How Dairy Farmers Are Turning Manure


(MENAFN- 3BL) Originally published by Smithsonian Magazine

By Rachael Moeller Gorman
Photographs by David Degner

The Connecticut River cuts between the Green Mountains of Vermont and the White Mountains of New Hampshire and rushes into the heart of Massachusetts, where Denise Barstow Manz stands in the wind, surveying the land her family has farmed for 217 years.

“We have some of the best soil in the entire world,” says Barstow Manz.“It's called Hadley silt loam.” She explains how the rich Connecticut River flood plain that's wedged between the river and the Mount Holyoke mountain range behind her nourished tobacco, asparagus, broom corn and squash for her 1800s ancestors, and how it now grows hay and corn for the current farm's 600 dairy cows.

Her dad, David Barstow, co-owns the farm with his brother, Steve Barstow, and his niece and nephew, Shannon and Steve II. David is“the director of special projects,” his daughter teases.“Anytime we are doing anything that is unusual, which is almost always, Dad is in charge.”

In the early 2000s, when the price of milk plummeted and dairy farms everywhere were trying to find a way to diversify, the Barstows began thinking about how to stay alive.

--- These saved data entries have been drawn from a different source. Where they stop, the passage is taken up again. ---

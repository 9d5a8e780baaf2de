use std::sync::Arc;

use axum::{
    Extension, Json,
    extract::{Path, State},
    http::StatusCode,
    response::IntoResponse,
};
use serde::Serialize;
use uuid::Uuid;

use crate::AppState;
use crate::delivery::http::v1::middleware::AuthenticatedUser;
use crate::usecase::error::UsecaseError;

#[derive(Serialize)]
pub struct FollowStatusResponse {
    pub following: bool,
}

#[tracing::instrument(skip(state), fields(user_id = %user.user_id, %followee_id))]
pub async fn follow_user(
    State(state): State<Arc<AppState>>,
    Extension(user): Extension<AuthenticatedUser>,
    Path(followee_id): Path<Uuid>,
) -> Result<impl IntoResponse, UsecaseError> {
    let edge = state.follows_usecase.follow(user.user_id, followee_id).await?;
    Ok((StatusCode::CREATED, Json(edge)))
}

#[tracing::instrument(skip(state), fields(user_id = %user.user_id, %followee_id))]
pub async fn unfollow_user(
    State(state): State<Arc<AppState>>,
    Extension(user): Extension<AuthenticatedUser>,
    Path(followee_id): Path<Uuid>,
) -> Result<impl IntoResponse, UsecaseError> {
    state.follows_usecase.unfollow(user.user_id, followee_id).await?;
    Ok(StatusCode::NO_CONTENT)
}

#[tracing::instrument(skip(state), fields(user_id = %user.user_id, %followee_id))]
pub async fn follow_status(
    State(state): State<Arc<AppState>>,
    Extension(user): Extension<AuthenticatedUser>,
    Path(followee_id): Path<Uuid>,
) -> Result<impl IntoResponse, UsecaseError> {
    let following = state
        .follows_usecase
        .is_following(user.user_id, followee_id)
        .await?;
    Ok((StatusCode::OK, Json(FollowStatusResponse { following })))
}
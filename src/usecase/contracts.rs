use chrono::{DateTime, Utc};
use serde::Serialize;
use uuid::Uuid;

use crate::domain::activity::{Activity, ActivityType, TargetType};
use crate::domain::feed::Cursor;
use crate::domain::follow::FollowEdge;
use crate::domain::notification::{Notification, NotificationWithActivity};
use crate::domain::profile::ActorProfile;
use crate::repository::errors::RepositoryError;
use crate::usecase::fanout::FanoutOutcome;

/// Range-and-type filter over the activity log. Results are ordered
/// newest first by (created_at, id).
#[derive(Debug, Clone, Default, PartialEq)]
pub struct ActivityQuery {
    pub actor_id: Option<Uuid>,
    /// Empty means any type.
    pub activity_types: Vec<ActivityType>,
    pub since: Option<DateTime<Utc>>,
    pub until: Option<DateTime<Utc>>,
    pub before: Option<Cursor>,
    pub limit: i64,
}

impl ActivityQuery {
    pub fn matches(&self, activity: &Activity) -> bool {
        self.actor_id.is_none_or(|actor| activity.actor_id == actor)
            && (self.activity_types.is_empty() || self.activity_types.contains(&activity.activity_type))
            && self.since.is_none_or(|since| activity.created_at >= since)
            && self.until.is_none_or(|until| activity.created_at < until)
            && self
                .before
                .is_none_or(|cursor| cursor.precedes(activity.created_at, activity.id))
    }
}

#[derive(Debug, Clone, Copy, Default, PartialEq, Eq, Serialize)]
pub struct PurgeSummary {
    pub activities_deleted: u64,
    pub notifications_deleted: u64,
}

#[derive(Debug, Clone, Default, PartialEq, Eq)]
pub struct FollowerPage {
    pub follower_ids: Vec<Uuid>,
    /// Pass back as `after` to continue; `None` once the last page was served.
    pub next_cursor: Option<Uuid>,
}

/// Append-only activity log.
#[cfg_attr(test, mockall::automock)]
pub trait ActivityRepository: Send + Sync {
    async fn append(&self, activity: &Activity) -> Result<(), RepositoryError>;
    async fn find_by_id(&self, id: Uuid) -> Result<Option<Activity>, RepositoryError>;
    async fn query(&self, query: &ActivityQuery) -> Result<Vec<Activity>, RepositoryError>;
    /// Removes the target's activities and every notification pointing at them, atomically.
    async fn delete_for_target(
        &self,
        target_type: TargetType,
        target_id: Uuid,
    ) -> Result<PurgeSummary, RepositoryError>;
}

#[cfg_attr(test, mockall::automock)]
pub trait NotificationRepository: Send + Sync {
    /// Inserts the batch, skipping rows that collide on (recipient_id, activity_id).
    /// Returns the number of rows actually written.
    async fn insert_batch(&self, notifications: &[Notification]) -> Result<u64, RepositoryError>;
    /// Newest first. `unread_only` drops notifications already read.
    async fn list_for_recipient(
        &self,
        recipient_id: Uuid,
        before: Option<Cursor>,
        unread_only: bool,
        limit: i64,
    ) -> Result<Vec<NotificationWithActivity>, RepositoryError>;
    async fn count_unread(&self, recipient_id: Uuid) -> Result<i64, RepositoryError>;
    async fn mark_as_read(&self, id: Uuid, recipient_id: Uuid) -> Result<(), RepositoryError>;
    async fn mark_all_as_read(&self, recipient_id: Uuid) -> Result<u64, RepositoryError>;
}

#[cfg_attr(test, mockall::automock)]
pub trait FollowRepository: Send + Sync {
    /// `false` when the edge already existed.
    async fn follow(&self, edge: &FollowEdge) -> Result<bool, RepositoryError>;
    /// `false` when there was no edge to remove.
    async fn unfollow(&self, follower_id: Uuid, followee_id: Uuid) -> Result<bool, RepositoryError>;
    async fn is_following(&self, follower_id: Uuid, followee_id: Uuid) -> Result<bool, RepositoryError>;
    async fn list_followers(
        &self,
        followee_id: Uuid,
        after: Option<Uuid>,
        limit: i64,
    ) -> Result<FollowerPage, RepositoryError>;
}

#[cfg_attr(test, mockall::automock)]
pub trait ProfileRepository: Send + Sync {
    async fn find_by_ids(&self, ids: &[Uuid]) -> Result<Vec<ActorProfile>, RepositoryError>;
    async fn find_by_username(&self, username: &str) -> Result<Option<ActorProfile>, RepositoryError>;
}

/// Hands a freshly persisted activity to fan-out, inline or through a queue.
#[cfg_attr(test, mockall::automock)]
pub trait FanoutDispatcher: Send + Sync {
    async fn dispatch(&self, activity: &Activity, owner_id: Option<Uuid>) -> FanoutOutcome;
}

They decided to take full advantage of an underutilized commodity the cows produced in abundance, and build something called an anaerobic digester-basically, a manure-fueled power plant.

It was a business decision that happened to have profound environmental consequences. Cows produce milk, but microorganisms in one of their four stomach compartments also produce methane. They belch methane out of their mouths, and when mountains of manure pile up in oxygen-free lagoons or pits, the micro-organisms keep producing methane there, too.